The Old Farmers Almanac forecast is “much colder than last year, but just like last winter, not colder than usual. Precipitation will be at above-normal levels throughout the country.”
“Snowblowers throw snow a long ways,” Hansen said. “With the volume of snow we dealt with last year, they are more efficient than a blade, box or bucket especially when there is no more room to push or pull snow.”
Tractor horsepower helps determine the model of snowblower.
“Most tractors we mount them on are 25 to 75 horsepower,” he said. “You want the Snowblower to be as wide as the tractor tire width, with 5 to 7 feet being the most common.”
Models range from 4 feet to 9 feet wide. Tractors with up to 200-plus horsepower can be used.
Another consideration is manual or hydraulic adjustment to control where the snow is blown.
“With an open station, a manual adjustment works just fine,” Hansen said. “A tractor with an enclosed cab means opening a window to use the manual adjustment.”

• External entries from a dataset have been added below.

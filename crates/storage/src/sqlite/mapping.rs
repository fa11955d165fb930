use quiz_core::model::{PlayerId, RemoteStats};
use sqlx::Row;

use crate::repository::{PlayerRecord, StorageError, Versioned};

pub(crate) fn ser<E: core::fmt::Display>(e: E) -> StorageError {
    StorageError::Serialization(e.to_string())
}

pub(crate) fn conn<E: core::fmt::Display>(e: E) -> StorageError {
    StorageError::Connection(e.to_string())
}

/// Lock contention is reported as a conflict so optimistic callers retry it.
pub(crate) fn write_err(e: sqlx::Error) -> StorageError {
    let contended = e
        .as_database_error()
        .and_then(|db| db.code())
        .and_then(|code| code.parse::<i32>().ok())
        .is_some_and(|code| matches!(code & 0xff, SQLITE_BUSY | SQLITE_LOCKED));
    if contended {
        StorageError::Conflict
    } else {
        conn(e)
    }
}

const SQLITE_BUSY: i32 = 5;
const SQLITE_LOCKED: i32 = 6;

pub(crate) fn i64_to_u64(field: &'static str, v: i64) -> Result<u64, StorageError> {
    u64::try_from(v).map_err(|_| StorageError::Serialization(format!("{field} sign overflow")))
}

pub(crate) fn u64_to_i64(field: &'static str, v: u64) -> Result<i64, StorageError> {
    i64::try_from(v).map_err(|_| StorageError::Serialization(format!("{field} overflow")))
}

pub(crate) fn map_player_row(
    row: &sqlx::sqlite::SqliteRow,
) -> Result<Versioned<PlayerRecord>, StorageError> {
    let player_id: String = row.try_get("player_id").map_err(ser)?;
    let stats = RemoteStats {
        games_played: i64_to_u64("games_played", row.try_get("games_played").map_err(ser)?)?,
        total_correct: i64_to_u64("total_correct", row.try_get("total_correct").map_err(ser)?)?,
        total_attempted: i64_to_u64(
            "total_attempted",
            row.try_get("total_attempted").map_err(ser)?,
        )?,
        avg_correct_per_game: row.try_get("avg_correct_per_game").map_err(ser)?,
        avg_percent: row.try_get("avg_percent").map_err(ser)?,
    };

    Ok(Versioned {
        value: PlayerRecord {
            player_id: PlayerId::new(player_id).map_err(ser)?,
            username: row.try_get("username").map_err(ser)?,
            stats,
            created_at: row.try_get("created_at").map_err(ser)?,
            last_login_at: row.try_get("last_login_at").map_err(ser)?,
            last_played_at: row.try_get("last_played_at").map_err(ser)?,
        },
        version: i64_to_u64("version", row.try_get("version").map_err(ser)?)?,
    })
}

Quick-hitch compatibility is a consideration as well as skid shoe options. The taller the snowblower the higher it can dispense snow. The auger breaks up even compacted snow, and a strong impeller blows it up and out the adjustable chute. Shear bolts protect the fan and cross auger.
John Deere prices range from $2,500 to about $16,000.
“The heavy-duty models seem to be the ones they want the most even though they also come in standard, medium and commercial grades.”
“This winter is predicted to be about as bad as last year,” Hansen said. “It’s a good idea to be thinking about snowblowers sooner than later.”